Fewer conductors and smaller connectors amount to a decrease of material utilization, such as copper and aluminum, reduced conductor size, and lower installation costs. Native DC architecture at the rack power distribution level obviates the need for AC-to-DC conversion steps, thereby boosting efficiency and reducing waste heat. All in all, this technology boasts a larger capacity to carry power and a reduction in complexity, which reduces the points of failure. As such, 800 VDC is arguably more reliable and more efficient. But none of these benefits can answer one of the two questions posed in the introduction of this section: Why now?
If the primary drivers were the benefits listed above, the industry would have made a concerted push for 800 VDC years ago. In other words, as much as players in the industry like to tout the efficiency of 800 VDC, sustainability is an ancillary benefit, a byproduct, a welcome one but a byproduct nonetheless, not a primary driver.
The Pressures Leading to the Primary Driver
To identify the primary driver for the adoption of 800 VDC, it is recommended to first understand the practical limitations of traditional architecture, such as the 50-volt busbar. These busbars are thick and heavy, upward of 200 or 300 pounds, and are fast approaching thermal limitations for distributing that power within GPU compute.
Many of the connections within a data center depend on copper. It is recommended that data center operators consider copper’s effective reach limitations, which create a performance bottleneck. It is essential for high-performance data centers to maximize more GPUs into a smaller physical space. When racks are jumping from tens of kilowatts to beyond 100 kW with one-megawatt racks just around the corner, delivering these increases of power at traditional low voltages quickly becomes impractical. The outsize current needed would demand an unsustainable amount of copper cabling, which would be physically and financially untenable.
Apart from power density and thermal loads, the other major challenge posed by AI workloads is their unpredictability. A traditional data center processes a range of unrelated tasks, while an AI factory recruits legion GPUs synchronously. When an AI training model spools up, thousands of GPUs work in concert, sharing data and communicating with one another in intense computational coordination. These power load swings present major power management challenges and can threaten the stability of a utility grid.
There are ways to tackle these challenges. Stored energy is one approach to the problem of volatility, while 800 VDC provides the high voltage needed to support HPC workloads without the need for ballooning infrastructure.
The Primary Driver
The primary driver for 800 VDC use in AI data centers is the same driver that prompted the industry to move toward liquid cooling: mitigating packet loss. Packet loss or data degradation is a critical issue that leads to disruption in digital communication. The consequences of power instability and overheatingcause packet loss and can disrupt synchronization. This can lead to a number of problems, including slow model training and reduced scalability. Packet loss also compels systems to use more resources to compensate for the lost data. A cascade of inefficiencies follows.

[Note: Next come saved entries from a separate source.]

use std::io;

use thiserror::Error;

/// An error that happens while reading or writing the durable tier.
///
/// None of these are ever surfaced to callers of the cache. They are logged, and the
/// affected entry is treated as a cache miss.
#[derive(Debug, Error)]
pub enum CacheError {
    /// The durable store could not be accessed.
    #[error("durable store i/o failed")]
    Io(#[from] io::Error),
    /// A durable record exists but cannot be parsed as an envelope.
    #[error("corrupt durable record: {0}")]
    Corrupt(#[source] serde_json::Error),
    /// A value could not be serialized into a durable record.
    #[error("failed to serialize durable record")]
    Serialize(#[source] serde_json::Error),
}

impl CacheError {
    /// Whether this error means the stored record itself is bad and should be deleted.
    pub fn is_corrupt(&self) -> bool {
        matches!(self, Self::Corrupt(_))
    }
}

/// Logs a durable tier error for the given key.
///
/// The error is attached as a `dyn Error` so the whole source chain ends up in the log.
pub(super) fn log_durable_error(err: &CacheError, key: &str, operation: &'static str) {
    let err: &dyn std::error::Error = err;
    tracing::error!(error = err, key, operation, "Durable cache tier failed");
}
pub mod audit_event;
pub mod audit_logger;
pub mod audit_storage;

pub use audit_event::{AuditEvent, AuditEventType};
pub use audit_logger::AuditLogger;
pub use audit_storage::{AuditStorage, FileAuditStorage, MemoryAuditStorage};

use crate::config::LoggingConfig;
use anyhow::Result;
use std::sync::Arc;

/// Initialize the decision log for the configured files
pub async fn initialize_audit_system(config: &LoggingConfig) -> Result<Arc<AuditLogger>> {
    let audit_logger = AuditLogger::from_config(config)?;

    if audit_logger.is_enabled() {
        tracing::info!(
            log_file = %config.log_file,
            accept_log_file = %config.accept_log_file,
            reject_log_file = %config.reject_log_file,
            "Decision log initialized"
        );
    } else {
        tracing::info!("Decision log disabled");
    }

    Ok(Arc::new(audit_logger))
}
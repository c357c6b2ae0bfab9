use chrono::{DateTime, Utc};
use serde::{Deserialize, Serialize};
use std::collections::HashMap;
use uuid::Uuid;

const MAX_PAYLOAD_CHARS: usize = 200;
const MAX_USER_AGENT_CHARS: usize = 100;

/// One structured record in the decision log.
///
/// Carries enough to explain a decision after the fact without re-running
/// detection: who, what was requested, what fired and how strongly.
#[derive(Debug, Clone, Serialize, Deserialize)]
pub struct AuditEvent {
    pub id: Uuid,
    pub timestamp: DateTime<Utc>,
    pub event_type: AuditEventType,
    pub ip: Option<String>,
    pub decision: String,
    pub reason: String,
    pub attack_type: Option<String>,
    pub payload: Option<String>,
    pub endpoint: Option<String>,
    pub method: Option<String>,
    pub user_agent: Option<String>,
    pub behavior_score: Option<f64>,
    pub request_count: Option<usize>,
    pub correlation_id: Option<Uuid>,
    pub metadata: HashMap<String, serde_json::Value>,
}

#[derive(Debug, Clone, Copy, Serialize, Deserialize, PartialEq, Eq)]
#[serde(rename_all = "snake_case")]
pub enum AuditEventType {
    Decision,
    IpBan,
    IpUnban,
    System,
}

impl AuditEvent {
    pub fn new(event_type: AuditEventType, decision: impl Into<String>, reason: impl Into<String>) -> Self {
        Self {
            id: Uuid::new_v4(),
            timestamp: Utc::now(),
            event_type,
            ip: None,
            decision: decision.into(),
            reason: reason.into(),
            attack_type: None,
            payload: None,
            endpoint: None,
            method: None,
            user_agent: None,
            behavior_score: None,
            request_count: None,
            correlation_id: None,
            metadata: HashMap::new(),
        }
    }

    pub fn with_ip(mut self, ip: impl Into<String>) -> Self {
        self.ip = Some(ip.into());
        self
    }

    pub fn with_timestamp(mut self, timestamp: DateTime<Utc>) -> Self {
        self.timestamp = timestamp;
        self
    }

    pub fn with_attack_type(mut self, attack_type: impl Into<String>) -> Self {
        self.attack_type = Some(attack_type.into());
        self
    }

    /// Stores the matched payload, truncated for the log.
    pub fn with_payload(mut self, payload: &str) -> Self {
        self.payload = Some(truncate_for_log(payload, MAX_PAYLOAD_CHARS));
        self
    }

    pub fn with_request(mut self, endpoint: &str, method: &str, user_agent: &str) -> Self {
        self.endpoint = Some(endpoint.to_string());
        self.method = Some(method.to_string());
        self.user_agent = Some(truncate_for_log(user_agent, MAX_USER_AGENT_CHARS));
        self
    }

    pub fn with_behavior_score(mut self, score: f64) -> Self {
        self.behavior_score = Some(score);
        self
    }

    pub fn with_request_count(mut self, count: usize) -> Self {
        self.request_count = Some(count);
        self
    }

    pub fn with_correlation_id(mut self, correlation_id: Uuid) -> Self {
        self.correlation_id = Some(correlation_id);
        self
    }

    pub fn with_metadata(mut self, key: impl Into<String>, value: serde_json::Value) -> Self {
        self.metadata.insert(key.into(), value);
        self
    }

    /// Whether the record belongs in the accept log.
    pub fn is_accept(&self) -> bool {
        matches!(self.decision.as_str(), "ACCEPT" | "ALLOWED")
    }

    /// Whether the record belongs in the reject log.
    pub fn is_reject(&self) -> bool {
        matches!(self.decision.as_str(), "REJECT" | "BANNED" | "BLOCKED")
    }
}

fn truncate_for_log(value: &str, max_chars: usize) -> String {
    match value.char_indices().nth(max_chars) {
        Some((idx, _)) => format!("{}... [truncated]", &value[..idx]),
        None => value.to_string(),
    }
}

#[cfg(test)]
mod tests {
    use super::*;

    #[test]
    fn test_payload_and_user_agent_are_truncated() {
        let event = AuditEvent::new(AuditEventType::Decision, "REJECT", "test")
            .with_payload(&"x".repeat(500))
            .with_request("/", "GET", &"u".repeat(300));

        assert!(event.payload.unwrap().ends_with("... [truncated]"));
        assert!(event.user_agent.unwrap().starts_with(&"u".repeat(100)));
    }

    #[test]
    fn test_log_routing_by_decision() {
        let accept = AuditEvent::new(AuditEventType::Decision, "ACCEPT", "clean request");
        let banned = AuditEvent::new(AuditEventType::IpBan, "BANNED", "manual");
        let system = AuditEvent::new(AuditEventType::System, "SYSTEM", "start");

        assert!(accept.is_accept() && !accept.is_reject());
        assert!(banned.is_reject() && !banned.is_accept());
        assert!(!system.is_accept() && !system.is_reject());
    }

    #[test]
    fn test_event_type_serializes_snake_case() {
        let json = serde_json::to_string(&AuditEventType::IpUnban).unwrap();
        assert_eq!(json, "\"ip_unban\"");
    }
}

By bringing GPUs closer together, they can exist within a one-meter copper domain. This proximity allows the GPU cluster to run faster. While the carbon and resource utilization benefits are significant and quantifiable, it is paramount to optimize packet density and allow the application to move faster.
Why 800 VDC?
The limitations of traditional architecture answer the question of “Why now?” but do not answer the question of “Why 800 VDC?” Or better put, they only partly answer the question. Hardware limitations answer the question insofar as they identify the necessity of higher voltage in the era of HPC and AI workloads. But 800 VDC isn’t the only higher-voltage game in town.
690 VAC 3-Phase
Though a potential alternative, 690 volts alternating current (VAC) is less likely to be adopted, since 690 VAC systems tend to be found in regions with specific voltage requirements, as in certain European countries. The absence of a neutral conductor means that loads need to be balanced through the three phases. Failing to do so can cause voltage imbalances, resulting in deteriorating performance of connected equipment. At the end of the day, DC-to-DC is more efficient than AC-to-DC. AC/DC will be needed to power the servers.
±400 VDC
To raise 50 V to a higher value, the two most viable values are 800 VDC and ±400 VDC. One major manufacturer is making a push toward 800VDC, which is having a tremendous sway over the wider industry. This could shift if market leadership or TPU usage changes. Even in the absence of a seismic industry shift, ±400 VDC may play an important transitional role.
While 800 VDC is considered by industry leaders as the efficiency and scale standard, ±400 VDC could emerge as an interim measure as hyperscalers push for its adoption. Since ±400 VDC complies with existing standards and taps more common components simplifying sourcing, design, compliance, and training, it stands as a practical option. In other words, it’s a safe short- to medium-term bet for efficiency considerations.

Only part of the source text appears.